A goldmine of data and missed decisions
Retailers are sitting on a goldmine of data, yet most decisions are still made via Excel or on fragmented systems. Every supermarket shelf or online shop reflects thousands of individual choices: what to list, how to price, what to discontinue. These decisions shape both customer experience and profit margins. Click into any webshop and you’ll see it: endless products, irrelevant suggestions, or out-of-stock bestsellers. Shoppers don’t find what they want or what they saw trending on social media the night before.
Agents that understand the shelf
This is where agentic systems step in. These agents take retailer’s business goals into account, combine them with assortment data, competitor and market data as well as social trends to propose concrete actions: remove underperforming products, highlight trending substitutes, reposition private label, lower the price.
In live pilots with major European grocers, agentic systems have delivered margin uplifts of 3-5% by optimising assortments with AI.
Built for enterprise complexity
Unlike copilots, which support individual users, agentic systems are built for enterprise complexity. They ingest fragmented inputs, act across categories, and close the gap between strategy and shelf. They’re also industry-agnostic: whether it’s food, fashion, or DIY, the same principles apply.

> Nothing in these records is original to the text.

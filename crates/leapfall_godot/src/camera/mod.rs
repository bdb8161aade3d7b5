//! First-person camera (walk bob + landing wobble)
//!
//! `ShakeCamera` — Camera3D внутри CharacterBody3D. Shake живёт в ECS
//! (`CameraShake` entity в SimulationBridge), node только пишет body
//! grounded/velocity и применяет посчитанную local position.

pub mod shake_camera;

pub use shake_camera::ShakeCamera;
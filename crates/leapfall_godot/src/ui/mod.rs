//! UI domain — main menu + in-game HUD.
//!
//! # Architecture
//!
//! - **main_menu**: MainMenu node (start/load/settings/exit + new game confirmation)
//! - **player_hud**: PlayerHud node (jump indicators, restart prompt, teleport prompt)
//!
//! State machines (`MenuFlow`, `JumpBudget`, `TeleportPrompt`) живут в ECS
//! внутри SimulationBridge. Nodes шлют input events и применяют результат
//! (output events + resources) к Godot nodes.

pub mod main_menu;
pub mod player_hud;

pub use main_menu::MainMenu;
pub use player_hud::PlayerHud;

use godot::builtin::Color;
use leapfall_simulation::Tint;

pub(crate) fn tint_to_color(tint: Tint) -> Color {
    Color::from_rgba(tint.r, tint.g, tint.b, tint.a)
}
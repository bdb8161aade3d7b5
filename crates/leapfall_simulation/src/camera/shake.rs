//! First-person camera shake (walk bob + landing wobble)
//!
//! # Порядок за frame
//! 1. Walk shake (только grounded): `phase += dt * speed` (wrap в [0, TAU)),
//!    offset = `amount * sin(phase)`
//! 2. Landing shake: impulse линейно decay к 0 (`landing_decay_rate`/sec),
//!    пока > 0 → offset = `impulse * sin(impulse * frequency)`.
//!    Impulse == 0 + grounded + стоим на месте → snap ровно в base.
//!
//! Landing перезаписывает walk (не суммируется). Позиция всегда
//! `base + offset` — никакого накопления между frames.

use std::f32::consts::TAU;

use bevy::prelude::*;

use crate::config::CameraShakeConfig;

/// Состояние передвижения body, к которому прикреплена камера
#[derive(Component, Debug, Clone, Copy, Default, PartialEq)]
pub struct Locomotion {
    pub grounded: bool,
    pub velocity: Vec3,
}

impl Locomotion {
    pub fn new(grounded: bool, velocity: Vec3) -> Self {
        Self { grounded, velocity }
    }

    /// Горизонтальная скорость ровно 0 (вертикаль не учитываем)
    pub fn is_horizontally_stationary(&self) -> bool {
        self.velocity.x == 0.0 && self.velocity.z == 0.0
    }
}

#[derive(Component, Debug, Clone)]
pub struct CameraShake {
    /// Anchor позиция камеры (local space), offset всегда от неё
    pub base_position: Vec3,
    phase: f32,
    landing_impulse: f32,
    /// Grounded на прошлом observe (для детекта приземления)
    was_grounded: bool,
    config: CameraShakeConfig,
}

impl CameraShake {
    pub fn new(base_position: Vec3, config: CameraShakeConfig) -> Self {
        Self {
            base_position,
            phase: 0.0,
            landing_impulse: 0.0,
            was_grounded: true,
            config,
        }
    }

    pub fn phase(&self) -> f32 {
        self.phase
    }

    pub fn landing_impulse(&self) -> f32 {
        self.landing_impulse
    }

    pub fn is_landing_active(&self) -> bool {
        self.landing_impulse > 0.0
    }

    pub fn config(&self) -> &CameraShakeConfig {
        &self.config
    }

    /// Запустить landing wobble (отрицательные значения игнорируются)
    pub fn trigger_landing(&mut self, magnitude: f32) {
        self.landing_impulse = magnitude.max(0.0);
    }

    /// Переход airborne → grounded: `Some(auto_landing_impulse)`.
    /// `None` если перехода не было или auto landing выключен (impulse 0).
    pub fn observe_ground_contact(&mut self, grounded: bool) -> Option<f32> {
        let landed = grounded && !self.was_grounded;
        self.was_grounded = grounded;

        let magnitude = self.config.auto_landing_impulse;
        (landed && magnitude > 0.0).then_some(magnitude)
    }

    /// Один frame shake. `Some(position)` — записать в камеру,
    /// `None` — камеру не трогать (в воздухе без landing impulse).
    pub fn update(&mut self, delta: f32, locomotion: &Locomotion) -> Option<Vec3> {
        let mut position = None;

        if locomotion.grounded {
            self.phase = (self.phase + delta * self.config.walk_shake_speed).rem_euclid(TAU);
            let offset = self.phase.sin() * self.config.walk_shake_amount;
            position = Some(self.base_position + Vec3::new(0.0, offset, 0.0));
        }

        if self.landing_impulse > 0.0 {
            self.landing_impulse = move_toward(
                self.landing_impulse,
                0.0,
                delta * self.config.landing_decay_rate,
            );
            let offset =
                (self.landing_impulse * self.config.landing_frequency).sin() * self.landing_impulse;
            position = Some(self.base_position + Vec3::new(0.0, offset, 0.0));
        } else if locomotion.grounded && locomotion.is_horizontally_stationary() {
            position = Some(self.base_position);
        }

        position
    }
}

/// Сдвинуть `from` к `to` не больше чем на `max_delta` (без overshoot)
pub fn move_toward(from: f32, to: f32, max_delta: f32) -> f32 {
    if (to - from).abs() <= max_delta {
        to
    } else {
        from + (to - from).signum() * max_delta
    }
}

#[cfg(test)]
mod tests {
    use super::*;

    const BASE: Vec3 = Vec3::new(0.0, 1.6, 0.0);

    fn shake() -> CameraShake {
        CameraShake::new(BASE, CameraShakeConfig::default())
    }

    #[test]
    fn test_move_toward() {
        assert_eq!(move_toward(1.0, 0.0, 0.25), 0.75);
        assert_eq!(move_toward(0.1, 0.0, 0.25), 0.0);
        assert_eq!(move_toward(-1.0, 0.0, 0.5), -0.5);
    }

    #[test]
    fn test_walk_shake_at_phase_zero_is_base() {
        let mut shake = shake();
        let moving = Locomotion::new(true, Vec3::new(1.0, 0.0, 0.0));

        assert_eq!(shake.update(0.0, &moving), Some(BASE));
        assert_eq!(shake.phase(), 0.0);
    }

    #[test]
    fn test_walk_shake_bobs_from_base_without_compounding() {
        let mut shake = shake();
        let config = shake.config().clone();
        let moving = Locomotion::new(true, Vec3::new(0.0, 0.0, -3.0));

        let mut expected_phase = 0.0_f32;
        for _ in 0..50 {
            let position = shake.update(0.016, &moving).unwrap();
            expected_phase += 0.016 * config.walk_shake_speed;

            let expected_y = BASE.y + expected_phase.sin() * config.walk_shake_amount;
            assert!((position.y - expected_y).abs() < 1e-5);
            assert_eq!(position.x, BASE.x);
            assert_eq!(position.z, BASE.z);
            assert!((position.y - BASE.y).abs() <= config.walk_shake_amount + 1e-6);
        }
    }

    #[test]
    fn test_airborne_without_impulse_leaves_camera_untouched() {
        let mut shake = shake();
        let falling = Locomotion::new(false, Vec3::new(0.0, -5.0, 0.0));

        assert_eq!(shake.update(0.016, &falling), None);
        assert_eq!(shake.phase(), 0.0);
    }

    #[test]
    fn test_landing_shake_overrides_walk() {
        let mut shake = shake();
        let config = shake.config().clone();
        let moving = Locomotion::new(true, Vec3::new(2.0, 0.0, 0.0));

        shake.trigger_landing(0.5);
        let position = shake.update(0.05, &moving).unwrap();

        let impulse = 0.5 - 0.05 * config.landing_decay_rate;
        let expected_y = BASE.y + (impulse * config.landing_frequency).sin() * impulse;
        assert!((shake.landing_impulse() - impulse).abs() < 1e-6);
        assert!((position.y - expected_y).abs() < 1e-5);

        // Walk phase продолжает идти под landing shake
        assert!(shake.phase() > 0.0);
    }

    #[test]
    fn test_landing_shake_decays_to_exact_base() {
        let mut shake = shake();
        let standing = Locomotion::new(true, Vec3::ZERO);

        shake.trigger_landing(0.3);

        let mut last = None;
        for _ in 0..200 {
            last = shake.update(0.016, &standing);
        }

        assert!(!shake.is_landing_active());
        assert_eq!(shake.landing_impulse(), 0.0);
        assert_eq!(last, Some(BASE));
    }

    #[test]
    fn test_impulse_magnitude_strictly_decreases() {
        let mut shake = shake();
        let standing = Locomotion::new(true, Vec3::ZERO);
        shake.trigger_landing(1.0);

        let mut previous = shake.landing_impulse();
        while shake.is_landing_active() {
            shake.update(0.02, &standing);
            assert!(shake.landing_impulse() < previous);
            previous = shake.landing_impulse();
        }
        assert_eq!(previous, 0.0);
    }

    #[test]
    fn test_walk_phase_keeps_advancing_after_long_walk() {
        let mut shake = shake();
        let config = shake.config().clone();
        let moving = Locomotion::new(true, Vec3::new(0.0, 0.0, -3.0));

        // ~83 часа ходьбы: без wrap шаг 0.23 теряется в точности f32
        shake.phase = 4_194_304.0;
        let first = shake.update(1.0 / 60.0, &moving).unwrap();
        let phase = shake.phase();
        let second = shake.update(1.0 / 60.0, &moving).unwrap();

        assert!((0.0..TAU).contains(&phase));
        assert!((0.0..TAU).contains(&shake.phase()));
        assert_ne!(phase, shake.phase());
        assert_ne!(first, second);
        assert!((second.y - BASE.y).abs() <= config.walk_shake_amount + 1e-6);
    }

    #[test]
    fn test_observe_ground_contact_detects_landing_once() {
        let mut shake = shake();
        let impulse = shake.config().auto_landing_impulse;

        // Стартуем grounded — не landing
        assert_eq!(shake.observe_ground_contact(true), None);
        assert_eq!(shake.observe_ground_contact(false), None);
        assert_eq!(shake.observe_ground_contact(false), None);
        assert_eq!(shake.observe_ground_contact(true), Some(impulse));
        assert_eq!(shake.observe_ground_contact(true), None);
    }

    #[test]
    fn test_auto_landing_disabled_by_zero_impulse() {
        let config = CameraShakeConfig {
            auto_landing_impulse: 0.0,
            ..Default::default()
        };
        let mut shake = CameraShake::new(BASE, config);

        shake.observe_ground_contact(false);
        assert_eq!(shake.observe_ground_contact(true), None);
    }

    #[test]
    fn test_negative_trigger_is_ignored() {
        let mut shake = shake();
        shake.trigger_landing(-2.0);
        assert!(!shake.is_landing_active());
    }

    #[test]
    fn test_vertical_velocity_does_not_block_snap() {
        let mut shake = shake();
        let standing = Locomotion::new(true, Vec3::new(0.0, -0.1, 0.0));
        assert!(standing.is_horizontally_stationary());
        assert_eq!(shake.update(0.016, &standing), Some(BASE));
    }
}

And retail is proving to be an ideal testbed for this kind of automation. It’s one of the most data-rich, operationally complex and margin-sensitive sectors in the world. Every decision is high frequency and high impact. Assortments constantly shift, trends evolve overnight, and legacy tools can no longer keep up. Studies show that 40-60% of SKUs are unproductive. Yet they stay on the shelf, wasting space and capital.
What happens when AI fills the gaps
A recent analysis in facial skincare revealed that over half of products lacked a suggested alternative. When one went out of stock, the shopper simply left. Agentic systems filled these gaps with substitutes based on ingredients, skin type or pack size. The result: higher conversions, happier shoppers, stronger margins. It is as easy as it sounds.
What makes this shift so urgent is the cost of inaction. Shopper expectations around price and relevance are increasing. Private label is surging. Social media shortens product cycles. And most retailers are still too slow to react.
That’s why Europe’s new wave of AI-native startups are betting on retail. It’s where the data is deep, the use cases concrete, and the commercial upside immediate.